In many ways, Cassandro takes the shape of a classic, inspirational sports biopic. The film, now streaming on Prime Video, follows an outsider who finds meaning in a particular competitive realm, tracing his most unlikely rise to stardom. It’s a description you could apply to dozens of Hollywood hits—a fact that the movie’s director, Roger Ross Williams, is keenly aware of. Those conventional bones give shape to the kind of story that, in reality, the industry rarely takes seriously—in this case, that of a gay Mexican American wrestler who defies the odds to triumph in his ultramasculine environment.

So goes the story of real-life lucha libre icon Saúl Armendáriz, which was previously tackled by Williams in the nonfiction short The Man Without a Mask. Here, Williams, whose lauded work in documentary has earned him both an Academy Award (Music by Prudence) and an Emmy Award (The Apollo), makes his narrative debut by reexamining a subject he already knows intimately. It’s why the film brims with confidence, from the casting of Gael García Bernal—an actor Williams pursued for years—to the focus on self-acceptance and familial estrangement, topics true to both Armendáriz’s and Williams’s actual lives. It’s why Cassandro feels quietly radical in its portrait—especially in the exuberant, soaring performance from Bernal, who’s receiving the kind of showcase he’s deserved for a long time.

That goes somewhat for Williams too. Cassandro (watch an exclusive clip above) arrives smack in the middle of a true breakthrough year for the director, if such a term can apply to someone who’s already got a healthy trophy shelf going. His work on the Hulu docuseries The 1619 Project has him currently up for another Emmy, while his Oscar-contending new Netflix doc, Stamped From the Beginning, just premiered at the Toronto International Film Festival—and his docuseries The Super Models just hit Apple TV+. “Cassandro was seven years in the making, and Stamped was three years; Super Models, a couple years,” Williams told me over coffee in Telluride a few weeks ago, where Cassandro screened. “And it’s all just kind of coming together within a couple of weeks now. Kind of crazy.”

Vanity Fair: This movie really lives on Gael’s performance. You’ve talked about how aggressively you pursued him for this movie, but how did you find him as a collaborator?

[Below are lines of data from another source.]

//! Idle strategies for the producer and consumer sides.
//!
//! Both sides of a [`ParallelReader`](crate::ParallelReader) call
//! [`WaitingStrategy::idle`] whenever they cannot make progress: the fill
//! loop when the ring is full, the reader when the ring is empty and the
//! fill loop is still running. Neither side ever blocks on an OS
//! primitive waiting for the other.

use std::fmt;
use std::hint;
use std::thread;
use std::time::Duration;

/// Backoff invoked by a side that cannot make progress.
///
/// Implemented for any `Fn() + Send + Sync` closure:
///
/// ```
/// use nexus_reader::{ParallelReader, StrSource};
///
/// let reader = ParallelReader::builder()
///     .waiting_strategy(|| std::thread::yield_now())
///     .open(StrSource::new("abc"))
///     .unwrap();
/// # drop(reader);
/// ```
pub trait WaitingStrategy: Send + Sync {
    /// Pauses briefly before the caller retries.
    fn idle(&self);
}

impl<F> WaitingStrategy for F
where
    F: Fn() + Send + Sync,
{
    #[inline]
    fn idle(&self) {
        self()
    }
}

/// Parks the thread for the shortest timeout the platform supports.
///
/// This is the default strategy. It hands the core back to the scheduler
/// for roughly one timer slice, bounding CPU burn while keeping wake-up
/// latency low.
#[derive(Debug, Clone, Copy, Default)]
pub struct ParkNanos;

impl WaitingStrategy for ParkNanos {
    #[inline]
    fn idle(&self) {
        thread::park_timeout(Duration::from_nanos(1));
    }
}

/// Spins on the CPU without giving up the core.
///
/// Lowest latency, one full core burned per waiting side.
#[derive(Debug, Clone, Copy, Default)]
pub struct BusySpin;

impl WaitingStrategy for BusySpin {
    #[inline]
    fn idle(&self) {
        hint::spin_loop();
    }
}

/// Yields the rest of the time slice to the OS scheduler.
#[derive(Debug, Clone, Copy, Default)]
pub struct Yield;

impl WaitingStrategy for Yield {
    #[inline]
    fn idle(&self) {
        thread::yield_now();
    }
}

/// Sleeps for a fixed duration.
#[derive(Clone, Copy)]
pub struct Sleep(pub Duration);

impl WaitingStrategy for Sleep {
    #[inline]
    fn idle(&self) {
        thread::sleep(self.0);
    }
}

impl fmt::Debug for Sleep {
    fn fmt(&self, f: &mut fmt::Formatter<'_>) -> fmt::Result {
        f.debug_tuple("Sleep").field(&self.0).finish()
    }
}

#[cfg(test)]
mod tests {
    use super::*;
    use std::sync::Arc;
    use std::sync::atomic::{AtomicUsize, Ordering};
    use std::time::Instant;

    #[test]
    fn closure_strategy_is_invoked() {
        let calls = Arc::new(AtomicUsize::new(0));
        let counter = Arc::clone(&calls);
        let strategy: Arc<dyn WaitingStrategy> = Arc::new(move || {
            counter.fetch_add(1, Ordering::Relaxed);
        });

        strategy.idle();
        strategy.idle();
        assert_eq!(calls.load(Ordering::Relaxed), 2);
    }

    #[test]
    fn builtin_strategies_return() {
        let strategies: [Box<dyn WaitingStrategy>; 4] = [
            Box::new(ParkNanos),
            Box::new(BusySpin),
            Box::new(Yield),
            Box::new(Sleep(Duration::from_micros(1))),
        ];
        for strategy in &strategies {
            strategy.idle();
        }
    }

    #[test]
    fn sleep_waits_at_least_duration() {
        let start = Instant::now();
        Sleep(Duration::from_millis(5)).idle();
        assert!(start.elapsed() >= Duration::from_millis(5));
    }
}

Roger Ross Williams: Gael really dug into the physicality of it and did mostly all of his own stunts. He really learned to wrestle. He also started training six months to a year before. He started pretty extensive bulking up and working out, but he really learned to be a wrestler. He embraced that part of it. He made an emotional connection to the material, because we talked a lot about how it’s about tapping into his own relationship to his own father. Working with Gael, it was really a lot about just talking. Just breaking down and analyzing the character and the emotional arc of the journey of the character. He’s very much an intellectual—and it was COVID, so we had a lot of long Zoom conversations. By the time he had gotten to set, we had worked that out. He was ready. So it was about executing the physicality of it. Spending hours and hours and hours being pummeled in the ring every day.

I imagine that was true for you too. Moving into narrative filmmaking, I thought about those wrestling matches and the world of lucha libre as a place where you get to explore a different kind of filmmaking. How did you want to capture that world? What kind of research did you do?